August 10, 2013

Origin of copper ores of Nordic Bronze Age

Journal of Archaeological Science doi:10.1016/j.jas.2013.07.018

Moving metals II: provenancing Scandinavian Bronze Age artefacts by lead isotope and elemental analyses 

Johan Ling et al.

The first part of this research published previously proved without doubt that the metals dated to the Nordic Bronze Age found in Sweden were not smelted from the local copper ores. In this second part we present a detailed interpretation of these analytical data with the aim to identify the ore sources from which these metals originated. The interpretation of lead isotope and chemical data of 71 Swedish Bronze Age metals is based on the direct comparisons between the lead isotope data and geochemistry of ore deposits that are known to have produced copper in the Bronze Age. The presented interpretations of chemical and lead isotope analyses of Swedish metals dated to the Nordic Bronze Age are surprising and bring some information not known from previous work. Apart from a steady supply of copper from the Alpine ores in the North Tyrol, the main sources of copper seem to be ores from the Iberian Peninsula and Sardinia. Thus from the results presented here a new complex picture emerges of possible connectivities and flows in the Bronze Age between Scandinavia and Europe .

Link

17 comments:

Grey said...

"the main sources of copper seem to be ores from the Iberian Peninsula and Sardinia"

Awesome. I was hoping it would be.

Atlantis FTW!

Anonymous said...

What exactly do you mean Grey?

I suppose this is evidence that Iberia was a major source of copper ore in the period 1700–500 BC.

Tartessos seems like a reasonable candidate for the source. And I suppose it suggests Tartessos must have been wealthy.

Supported by contemporaneous descriptions of Tartessos by folk such as Ephorus as a source of tin and Celtic copper.

But Atlantis?

Rob said...

certainly also helps explain the centrality of Iberia during the preceding Bell-Beaker period

Michael Caton said...

This is a really (for me at least) unexpected and interesting answer. I don't know that much about metallurgy; what's the chance that they're wrong? And if they're right, what are the possible explanations? I can't imagine individuals traveling from Scandinavia to those places during the bronze age, but I also can't imagine raw ore being lugged all that way in trade and then processed only in the north. Is *all* the copper in central and Western Europe at that time (northern or southern) from those places?

Anonymous said...

Transport of copper ore from the Tyrol to Sweden is impressive regardless of how it was done. Overland north, along the french pyrenees, or along the coast via Gibralter. The chosen route would be very revealing.

Grey said...

@Jean

"What exactly do you mean Grey?"

What you said basically - an earlier version of Tartessos which before the late bronze age collapse was a well-known trade link from the eastern med via Sardinia to the atlantic coast (and possibly the source region for the maritime Bell Beaker people imo).

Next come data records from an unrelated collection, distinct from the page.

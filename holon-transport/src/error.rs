//! Transport-wide error type

use thiserror::Error;

/// Errors produced by URI parsing, listener lifecycle, and connection I/O.
///
/// Messages carry the offending URI or the underlying OS error string so
/// callers can log them without reconstructing context.
#[derive(Clone, Debug, Error, PartialEq, Eq)]
pub enum TransportError {
    /// The URI has a recognised scheme but malformed content
    #[error("invalid URI: {0}")]
    InvalidUri(String),

    /// The URI scheme is not one of the six this SDK understands
    #[error("unsupported URI: {0}")]
    UnsupportedUri(String),

    /// The scheme parses but has no runtime listener at this layer
    #[error("runtime listener unsupported: {0}")]
    RuntimeUnsupported(String),

    /// Binding a listener failed; carries the last OS error observed
    #[error("listen failed: {0}")]
    ListenFailed(String),

    /// Accepting a connection failed for a live listener
    #[error("accept failed: {0}")]
    AcceptFailed(String),

    /// The listener (or connection) was closed
    #[error("listener closed: {0}")]
    ListenerClosed(String),

    /// A read or write on an open connection failed
    #[error("I/O failure: {0}")]
    Io(String),
}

I think what may have happened is the trade route was severed for a time after the late bronze age collapse so the memory of a major port city beyond the pillars of Hercules became myth - at least among the Greeks - as i think it was the Phoenicians who re-opened the route later.

Grey said...

Michael Caton

"Is *all* the copper in central and Western Europe at that time (northern or southern) from those places?"

There were sources in the Balkans in modern-day Serbia and Bulgaria.

http://www.penn.museum/documents/publications/expedition/pdfs/21-1/jovanovic.pdf


What seems plausible to me is initially there was both a sea route and a land route (or multiple land routes,

http://en.wikipedia.org/wiki/Amber_Road

with the sea route cut by the late bronze age collapse re-opening again some centuries later via the Phoenicians.

Va_Highlander said...

Michael Caton:

"I can't imagine individuals traveling from Scandinavia to those places during the bronze age, but I also can't imagine raw ore being lugged all that way in trade and then processed only in the north."

It is not difficult to imagine processed metals being transported to Scandinavia, though. I assume that is what's implied.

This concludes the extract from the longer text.